Belmont hosted a body positive yoga class for students Monday night.
The evening included a conversation with Courtney Grimes, the clinical director of Renewed: Eating Disorder Support.
These conversations concerning body image are especially important to have with college students, since their time in school is such a malleable time, said Grimes.
Grimes shared her own experience with eating disorders and encouraged students not to force self-love, but instead practice self-neutrality.
“In my opinion, if someone hates, hates, hates their body verses loves, loves, loves their body, it’s still polarized,” said Grimes. “It ends up just ping-ponging them back and forth from two extremes of a spectrum.”
If someone loves the way their body looks one day, Grimes asked, how are they going to feel when it changes?
Some students came expecting to hear Grimes preach about self-love but appreciated her slightly different message.
“It was a really cool conversation to have, because it’s not one I hear a lot,” said Joanie Sanders, a senior social work and Spanish double major.

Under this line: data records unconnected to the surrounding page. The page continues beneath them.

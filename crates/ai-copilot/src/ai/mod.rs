//! The AI session driver (spec §4.7): the event-stream protocol shapes,
//! the tool registry, and the driver that ties the two together against
//! an [`driver::AiTransport`].

pub mod driver;
pub mod events;
pub mod tools;
pub mod transport;

pub use driver::{AiSessionDriver, AiTransport};
pub use events::{InboundEvent, OutboundEvent, Role};
pub use tools::{ToolHandler, ToolInvocation, ToolOutcome, ToolRegistry};
pub use transport::WebSocketAiTransport;
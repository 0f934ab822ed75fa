//! Recursive merge over JSON-like state values.
//!
//! Component state is an arbitrary [`serde_json::Value`]. A state update
//! carries a partial value that is merged into the existing state:
//!
//! - object into object: merged key by key, recursing where both sides are
//!   composite,
//! - array into array: merged index by index, the old tail surviving a
//!   shorter partial,
//! - anything else: the partial overwrites the slot wholesale.

use serde_json::map::Entry;
use serde_json::Value;

/// Whether a value participates in recursive merging.
fn is_composite(value: &Value) -> bool {
    matches!(value, Value::Object(_) | Value::Array(_))
}

/// Merge `partial` into `target` in place.
///
/// If `target` is not composite, it is replaced by `partial` verbatim.
pub fn merge(target: &mut Value, partial: Value) {
    if !is_composite(target) {
        *target = partial;
        return;
    }
    match (target, partial) {
        (Value::Object(target), Value::Object(partial)) => {
            for (key, incoming) in partial {
                match target.entry(key) {
                    Entry::Occupied(mut slot)
                        if is_composite(slot.get()) && is_composite(&incoming) =>
                    {
                        merge(slot.get_mut(), incoming);
                    }
                    Entry::Occupied(mut slot) => {
                        slot.insert(incoming);
                    }
                    Entry::Vacant(slot) => {
                        slot.insert(incoming);
                    }
                }
            }
        }
        (Value::Array(target), Value::Array(partial)) => {
            for (index, incoming) in partial.into_iter().enumerate() {
                if index < target.len() {
                    let existing = &mut target[index];
                    if is_composite(existing) && is_composite(&incoming) {
                        merge(existing, incoming);
                    } else {
                        *existing = incoming;
                    }
                } else {
                    target.push(incoming);
                }
            }
        }
        // Composite target, mismatched partial shape: overwrite wholesale.
        (target, partial) => *target = partial,
    }
}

Grimes believes that the way to have a sustainably healthy relationship with your body is to view it in a neutral way and not think about it so much, she said.
After Grimes spoke, students rolled out their mats and practiced some poses.
The body-positive yoga class was one of FitRec’s efforts to promote the idea of the student.
“At FitRec, we don’t talk about getting a six-pack or getting the perfect body, we talk about being well,” said Joe Mankowski, the assistant director of FitRec.